Still, it's better than those govenors who are threatening to empty the jails unless their citizens let them raise taxes. Mine hasn't stooped to that yet.
Gov. Rowland here in CT is planning a 1-2 punch of raising taxes on the rich, and firing as many state workers as possible. Naturally, this has absolutely everyone upset.
A bit more sneaky is cutting aid to the cities, which need to be subsidized in order to have property tax levels their poor residents can pay. Now, some citys are looking at raising taxes or cutting workers. And since raising taxes would just push the wealthy into the suburbs and the poor just can't pay (without needing more services) it looks like they're in a fix.... Of course, if CT didn't spend so much, they wouldn't have a problem.

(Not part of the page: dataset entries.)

/// One mask pixel against a 32bpp destination word. Returns the new word,
/// or `None` to leave the destination alone.
#[inline]
fn composite_32(coverage: u8, current: impl FnOnce() -> u32, colors: &MaskColors, mode: MaskMode) -> Option<u32> {
    match mode {
        MaskMode::Transparent => match coverage {
            0 => None,
            255 => Some(colors.fg_native),
            a => Some(pack_888(mix_rgb(unpack_888(current()), colors.fg, a))),
        },
        MaskMode::Opaque => match coverage {
            0 => Some(colors.bg_native),
            255 => Some(colors.fg_native),
            a => Some(pack_888(mix_rgb(colors.bg, colors.fg, a))),
        },
        MaskMode::RevTransparent => match 255 - coverage {
            0 => None,
            255 => Some(colors.bg_native),
            a => Some(pack_888(mix_rgb(unpack_888(current()), colors.bg, a))),
        },
    }
}

/// 32bpp kernel, 1:1 rows. Word access only, no pack/unpack dispatch.
fn mask_rows_32(
    mask: &Bitmap,
    ms: Rect,
    dst: &mut Bitmap,
    ds: Rect,
    colors: &MaskColors,
    mode: MaskMode,
) {
    for row in 0..ds.h as usize {
        let mrow = mask.row(ms.y as usize + row);
        let drow = dst.row_mut(ds.y as usize + row);
        for col in 0..ds.w as usize {
            let coverage = mrow[ms.x as usize + col];
            let dx = ds.x as usize + col;
            if let Some(out) = composite_32(coverage, || read_u32(drow, dx), colors, mode) {
                write_u32(drow, dx, out);
            }
        }
    }
}

/// 32bpp kernel, stretched rows.
fn stretched_rows_32(
    mask: &Bitmap,
    ms: Rect,
    dst: &mut Bitmap,
    ds: Rect,
    colors: &MaskColors,
    mode: MaskMode,
    x_step: u32,
    y_step: u32,
) {
    let mut y_acc: u32 = 0;
    for row in 0..ds.h as usize {
        let mrow = mask.row(ms.y as usize + (y_acc >> 16) as usize);
        y_acc += y_step;
        let drow = dst.row_mut(ds.y as usize + row);

        let mut x_acc: u32 = 0;
        for col in 0..ds.w as usize {
            let coverage = mrow[ms.x as usize + (x_acc >> 16) as usize];
            x_acc += x_step;
            let dx = ds.x as usize + col;
            if let Some(out) = composite_32(coverage, || read_u32(drow, dx), colors, mode) {
                write_u32(drow, dx, out);
            }
        }
    }
}

/// One mask pixel against any destination, through the mode registry.
#[inline]
fn composite_generic(
    coverage: u8,
    dst: &Bitmap,
    dx: usize,
    dy: usize,
    colors: &MaskColors,
    mode: MaskMode,
) -> Option<u32> {
    let mode_tag = dst.mode();
    match mode {
        MaskMode::Transparent => match coverage {
            0 => None,
            255 => Some(colors.fg_native),
            a => {
                let d = mode_tag.unpack(dst.read_native(dx, dy));
                let (r, g, b) = mix_rgb(d, colors.fg, a);
                Some(mode_tag.pack(r, g, b))
            }
        },
        MaskMode::Opaque => match coverage {
            0 => Some(colors.bg_native),
            255 => Some(colors.fg_native),
            a => {
                let (r, g, b) = mix_rgb(colors.bg, colors.fg, a);
                Some(mode_tag.pack(r, g, b))
            }
        },
        MaskMode::RevTransparent => match 255 - coverage {
            0 => None,
            255 => Some(colors.bg_native),
            a => {
                let d = mode_tag.unpack(dst.read_native(dx, dy));
                let (r, g, b) = mix_rgb(d, colors.bg, a);
                Some(mode_tag.pack(r, g, b))
            }
        },
    }
}

/// Generic kernel, 1:1 rows, for every non-32bpp destination depth.
fn mask_rows_generic(
    mask: &Bitmap,
    ms: Rect,
    dst: &mut Bitmap,
    ds: Rect,
    colors: &MaskColors,
    mode: MaskMode,
) {
    for row in 0..ds.h as usize {
        let my = ms.y as usize + row;
        let dy = ds.y as usize + row;
        for col in 0..ds.w as usize {
            let coverage = mask.read_native(ms.x as usize + col, my) as u8;
            let dx = ds.x as usize + col;
            if let Some(out) = composite_generic(coverage, dst, dx, dy, colors, mode) {
                dst.write_native(dx, dy, out);
            }
        }
    }
}

/// Generic kernel, stretched rows.
fn stretched_rows_generic(
    mask: &Bitmap,
    ms: Rect,
    dst: &mut Bitmap,
    ds: Rect,
    colors: &MaskColors,
    mode: MaskMode,
    x_step: u32,
    y_step: u32,
) {
    let mut y_acc: u32 = 0;
    for row in 0..ds.h as usize {
        let my = ms.y as usize + (y_acc >> 16) as usize;
        y_acc += y_step;
        let dy = ds.y as usize + row;

        let mut x_acc: u32 = 0;
        for col in 0..ds.w as usize {
            let mx = ms.x as usize + (x_acc >> 16) as usize;
            x_acc += x_step;
            let coverage = mask.read_native(mx, my) as u8;
            let dx = ds.x as usize + col;
            if let Some(out) = composite_generic(coverage, dst, dx, dy, colors, mode) {
                dst.write_native(dx, dy, out);
            }
        }
    }
}

#[cfg(test)]
mod tests {
    use super::*;

    fn coverage_mask(values: &[&[u8]]) -> Bitmap<'static> {
        let h = values.len();
        let w = values[0].len();
        let mut mask = Bitmap::new(w, h, PixelMode::Indexed8, 0);
        for (y, row) in values.iter().enumerate() {
            for (x, &v) in row.iter().enumerate() {
                mask.put_pixel(x, y, u32::from(v));
            }
        }
        mask
    }

    #[test]
    fn transparent_mode_respects_coverage_extremes() {
        let mask = coverage_mask(&[&[0, 255]]);
        let mut dst = Bitmap::new(2, 1, PixelMode::Xrgb8888, 0);

        assert!(blit_mask(
            &mask,
            None,
            &mut dst,
            None,
            0x00FF_FFFF,
            0x0000_0000,
            MaskMode::Transparent,
        ));
        assert_eq!(dst.pixel(0, 0), 0x0000_0000);
        assert_eq!(dst.pixel(1, 0), 0x00FF_FFFF);
    }

    #[test]
    fn transparent_mode_blends_partial_coverage() {
        let mask = coverage_mask(&[&[128]]);
        let mut dst = Bitmap::new(1, 1, PixelMode::Xrgb8888, 0);

        assert!(blit_mask(
            &mask,
            None,
            &mut dst,
            None,
            0x00FF_FFFF,
            0,
            MaskMode::Transparent,
        ));
        let (r, g, b) = PixelMode::Xrgb8888.unpack(dst.pixel(0, 0));
        assert_eq!(r, g);
        assert_eq!(g, b);
        assert_eq!(r, mix(0, 255, 128));
        assert!((127..=129).contains(&r), "half coverage lands near half white");
    }

    #[test]
    fn opaque_mode_paints_the_whole_region() {
        let mask = coverage_mask(&[&[0, 255, 128]]);
        let mut dst = Bitmap::new(3, 1, PixelMode::Xrgb8888, 0);
        for x in 0..3 {
            dst.put_pixel(x, 0, 0x0012_3456);
        }

        assert!(blit_mask(
            &mask,
            None,
            &mut dst,
            None,
            0x00FF_0000,
            0x0000_00FF,
            MaskMode::Opaque,
        ));
        assert_eq!(dst.pixel(0, 0), 0x0000_00FF, "zero coverage shows bg");
        assert_eq!(dst.pixel(1, 0), 0x00FF_0000, "full coverage shows fg");
        let (r, _, b) = PixelMode::Xrgb8888.unpack(dst.pixel(2, 0));
        assert!(r > 0 && b > 0, "partial coverage mixes fg and bg, dst ignored");
    }

    #[test]
    fn rev_transparent_carves_the_shape_out() {
        let mask = coverage_mask(&[&[255, 0]]);
        let mut dst = Bitmap::new(2, 1, PixelMode::Xrgb8888, 0);
        dst.put_pixel(0, 0, 0x00AB_CDEF);
        dst.put_pixel(1, 0, 0x00AB_CDEF);

        assert!(blit_mask(
            &mask,
            None,
            &mut dst,
            None,
            0x00FF_FFFF,
            0x0011_2233,
            MaskMode::RevTransparent,
        ));
        assert_eq!(dst.pixel(0, 0), 0x00AB_CDEF, "covered pixel survives");
        assert_eq!(dst.pixel(1, 0), 0x0011_2233, "uncovered pixel becomes bg");
    }

    #[test]
    fn non_8bpp_mask_is_rejected() {
        let mask = Bitmap::new(2, 2, PixelMode::Xrgb8888, 0);
        let mut dst = Bitmap::new(2, 2, PixelMode::Xrgb8888, 0);
        assert!(!blit_mask(
            &mask,
            None,
            &mut dst,
            None,
            0x00FF_FFFF,
            0,
            MaskMode::Transparent,
        ));
        assert!(dst.pixels().iter().all(|&b| b == 0));
    }

    #[test]
    fn generic_kernel_serves_16bpp_destinations() {
        let mask = coverage_mask(&[&[255, 0]]);
        let mut dst = Bitmap::new(2, 1, PixelMode::Rgb565, 0);
        dst.put_pixel(0, 0, 0x0123);
        dst.put_pixel(1, 0, 0x0123);

        let fg = PixelMode::Rgb565.pack(0xFF, 0x00, 0x00);
        assert!(blit_mask(&mask, None, &mut dst, None, fg, 0, MaskMode::Transparent));
        assert_eq!(dst.pixel(0, 0), fg);
        assert_eq!(dst.pixel(1, 0), 0x0123);
    }

    #[test]
    fn destination_clip_shifts_the_mask_window() {
        let mask = coverage_mask(&[&[10, 255]]);
        let mut dst = Bitmap::new(1, 1, PixelMode::Xrgb8888, 0);

        // Two mask pixels aimed at x = -1: only the second one lands.
        assert!(blit_mask(
            &mask,
            None,
            &mut dst,
            Some(Rect::new(-1, 0, 2, 1)),
            0x00FF_FFFF,
            0,
            MaskMode::Transparent,
        ));
        assert_eq!(dst.pixel(0, 0), 0x00FF_FFFF);
    }

    #[test]
    fn mismatched_extents_shrink_to_the_smaller() {
        let mask = coverage_mask(&[&[255, 255, 255]]);
        let mut dst = Bitmap::new(3, 1, PixelMode::Xrgb8888, 0);

        assert!(blit_mask(
            &mask,
            Some(Rect::new(0, 0, 3, 1)),
            &mut dst,
            Some(Rect::new(0, 0, 2, 1)),
            0x00FF_FFFF,
            0,
            MaskMode::Transparent,
        ));
        assert_eq!(dst.pixel(0, 0), 0x00FF_FFFF);
        assert_eq!(dst.pixel(1, 0), 0x00FF_FFFF);
        assert_eq!(dst.pixel(2, 0), 0, "third destination column stays out");
    }

    #[test]
    fn stretched_mask_doubles_coverage_cells() {
        let mask = coverage_mask(&[&[255, 0]]);
        let mut dst = Bitmap::new(4, 2, PixelMode::Xrgb8888, 0);

        assert!(blit_mask_stretched(
            &mask,
            None,
            &mut dst,
            Some(Rect::new(0, 0, 4, 2)),
            0x00FF_FFFF,
            0,
            MaskMode::Transparent,
        ));
        for y in 0..2 {
            assert_eq!(dst.pixel(0, y), 0x00FF_FFFF);
            assert_eq!(dst.pixel(1, y), 0x00FF_FFFF);
            assert_eq!(dst.pixel(2, y), 0);
            assert_eq!(dst.pixel(3, y), 0);
        }
    }

    #[test]
    fn clipped_stretch_samples_the_visible_portion() {
        let mask = coverage_mask(&[&[0, 255]]);
        let mut dst = Bitmap::new(2, 1, PixelMode::Xrgb8888, 0);

        // Stretch to four columns with the left two off-screen; the visible
        // half must show the right half of the mask (full coverage), not a
        // squeezed copy of the whole mask.
        assert!(blit_mask_stretched(
            &mask,
            None,
            &mut dst,
            Some(Rect::new(-2, 0, 4, 1)),
            0x00FF_FFFF,
            0,
            MaskMode::Transparent,
        ));
        assert_eq!(dst.pixel(0, 0), 0x00FF_FFFF);
        assert_eq!(dst.pixel(1, 0), 0x00FF_FFFF);
    }

    #[test]
    fn stretched_rejects_empty_destinations() {
        let mask = coverage_mask(&[&[255]]);
        let mut dst = Bitmap::new(2, 2, PixelMode::Xrgb8888, 0);
        assert!(!blit_mask_stretched(
            &mask,
            None,
            &mut dst,
            Some(Rect::new(5, 5, 2, 2)),
            0x00FF_FFFF,
            0,
            MaskMode::Transparent,
        ));
        assert!(!blit_mask_stretched(
            &mask,
            None,
            &mut dst,
            Some(Rect::new(0, 0, 0, 2)),
            0x00FF_FFFF,
            0,
            MaskMode::Transparent,
        ));
    }

    #[test]
    fn mix_endpoints_are_exact() {
        assert_eq!(mix(0x40, 0xC0, 0), 0x40);
        assert_eq!(mix(0x40, 0xC0, 255), 0xC0);
        // Division-free form agrees with the rounded exact quotient.
        for a in [1u8, 50, 128, 200, 254] {
            for (d, s) in [(0u8, 255u8), (255, 0), (10, 240), (77, 133)] {
                let exact = ((u32::from(d) * (255 - u32::from(a))
                    + u32::from(s) * u32::from(a)
                    + 127)
                    / 255) as u8;
                let got = mix(d, s, a);
                assert!(got.abs_diff(exact) <= 1, "d={d} s={s} a={a}");
            }
        }
    }
}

Well...we (as a society) love those little government handouts. We think we "need" them to survive, so we pay taxes. We've decided (again, as a society), that "promote the general welfare" means, "no child left behind" or "aid to families with dependent children" or "social security".
We bought into it and we have to pay the price. I don't like it, but apparently, enough people in thsi country like to pay taxes and more is better because that way, Uncle Sugar will make sure we have prescription medicines in our old age.
Yeah, lets go out and vote for the same guys again.
In Illinois we have a budget deficit that may actually be a figment of the imagination. One of our state's libertarian big shots (as far as libertarians can be big shots) has claimed that state revenues are actually up 4% and that the problem is really (prepare to be shocked) government spending. I believe there's a story about it at il.lp.org. Who knows? If we're doing it, other states probably are too.
Of COURSE the problem is government spending. Here in Wisconsin, government employees are up for about a 9% raise. But the Democrat governor is "saying" the right things-cut spending, cut the size of gov't, etc. But we'll see what he "does".